## ACTIVITY
Which lines below hold the word "Debug"? Copy all of them.

** EXTRACTED DATA follows **

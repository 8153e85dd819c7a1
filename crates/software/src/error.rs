//! The closed set of failure reasons reported by the driver, plus the port-level faults they are classified from.
//!
//! Nothing in this crate panics on a runtime failure; every fallible operation returns `Result<(), ErrorCode>` and
//! leaves the decision to halt, retry or ignore to the caller.

use core::fmt;

/// A classified driver failure.
#[derive(Clone, Copy, Debug, PartialEq, Eq, Hash)]
#[cfg_attr(feature = "defmt", derive(defmt::Format))]
pub enum ErrorCode {
    /// A channel, data byte or SysEx frame was out of range. Nothing was sent.
    InvalidParameter,
    /// The driver is not [`Ready`][crate::DriverState::Ready]; call `init()` first (again, after a fault).
    NotReady,
    /// The USB MIDI endpoint pair could not be claimed, either because it belongs to another driver or because the
    /// peripheral stayed busy past the init timeout.
    EndpointUnavailable,
    /// The host has not configured the device yet, or has suspended the bus. Retry on a later cycle.
    UsbNotEnumerated,
    /// The outgoing ring is full. Retry on a later cycle.
    BufferFull,
    /// The host went away after having configured the device. Fatal for the session.
    UsbDisconnected,
    /// The USB stack reported a hardware fault. Fatal for the session.
    UsbStackFault,
}

impl ErrorCode {
    /// Returns a short, stable description suitable for diagnostics.
    pub const fn as_str(self) -> &'static str {
        match self {
            Self::InvalidParameter => "invalid parameter",
            Self::NotReady => "driver not ready",
            Self::EndpointUnavailable => "USB MIDI endpoint unavailable",
            Self::UsbNotEnumerated => "USB not enumerated",
            Self::BufferFull => "transmit buffer full",
            Self::UsbDisconnected => "USB disconnected",
            Self::UsbStackFault => "USB stack fault",
        }
    }

    /// Returns `true` if the same call may succeed on a later loop iteration without re-initializing the driver.
    pub const fn is_retryable(self) -> bool {
        matches!(self, Self::BufferFull | Self::UsbNotEnumerated)
    }

    /// Returns `true` if the error ends the current session, i.e. the driver moves to
    /// [`Faulted`][crate::DriverState::Faulted] when it observes it.
    pub const fn is_fatal(self) -> bool {
        matches!(self, Self::UsbDisconnected | Self::UsbStackFault)
    }
}

impl fmt::Display for ErrorCode {
    fn fmt(&self, f: &mut fmt::Formatter<'_>) -> fmt::Result {
        f.write_str(self.as_str())
    }
}

/// Free-function form of [`ErrorCode::as_str()`].
pub const fn error_code_to_string(code: ErrorCode) -> &'static str {
    code.as_str()
}

/// Raw faults reported by a [`MidiPort`][crate::port::MidiPort] implementation.
#[derive(Clone, Copy, Debug, PartialEq, Eq)]
#[cfg_attr(feature = "defmt", derive(defmt::Format))]
pub enum PortError {
    /// The ring toward the USB stack has no room.
    Full,
    /// The peripheral is still coming out of reset; the claim may succeed shortly.
    ///
    /// Only ports which own the peripheral directly report this. [`QueuePort`][crate::port::QueuePort] never does.
    Busy,
    /// The endpoint pair is already owned by someone else.
    Claimed,
    /// The host is gone.
    Detached,
    /// The USB stack reported an unrecoverable condition.
    Hardware,
}

impl From<PortError> for ErrorCode {
    fn from(e: PortError) -> Self {
        match e {
            PortError::Full => ErrorCode::BufferFull,
            PortError::Busy | PortError::Claimed => ErrorCode::EndpointUnavailable,
            PortError::Detached => ErrorCode::UsbDisconnected,
            PortError::Hardware => ErrorCode::UsbStackFault,
        }
    }
}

** End of EXTRACTED DATA **

## YOUR RESPONSE
#[derive(Clone, Copy, Debug, PartialEq, Eq, Hash)]
#[derive(Clone, Copy, Debug, PartialEq, Eq)]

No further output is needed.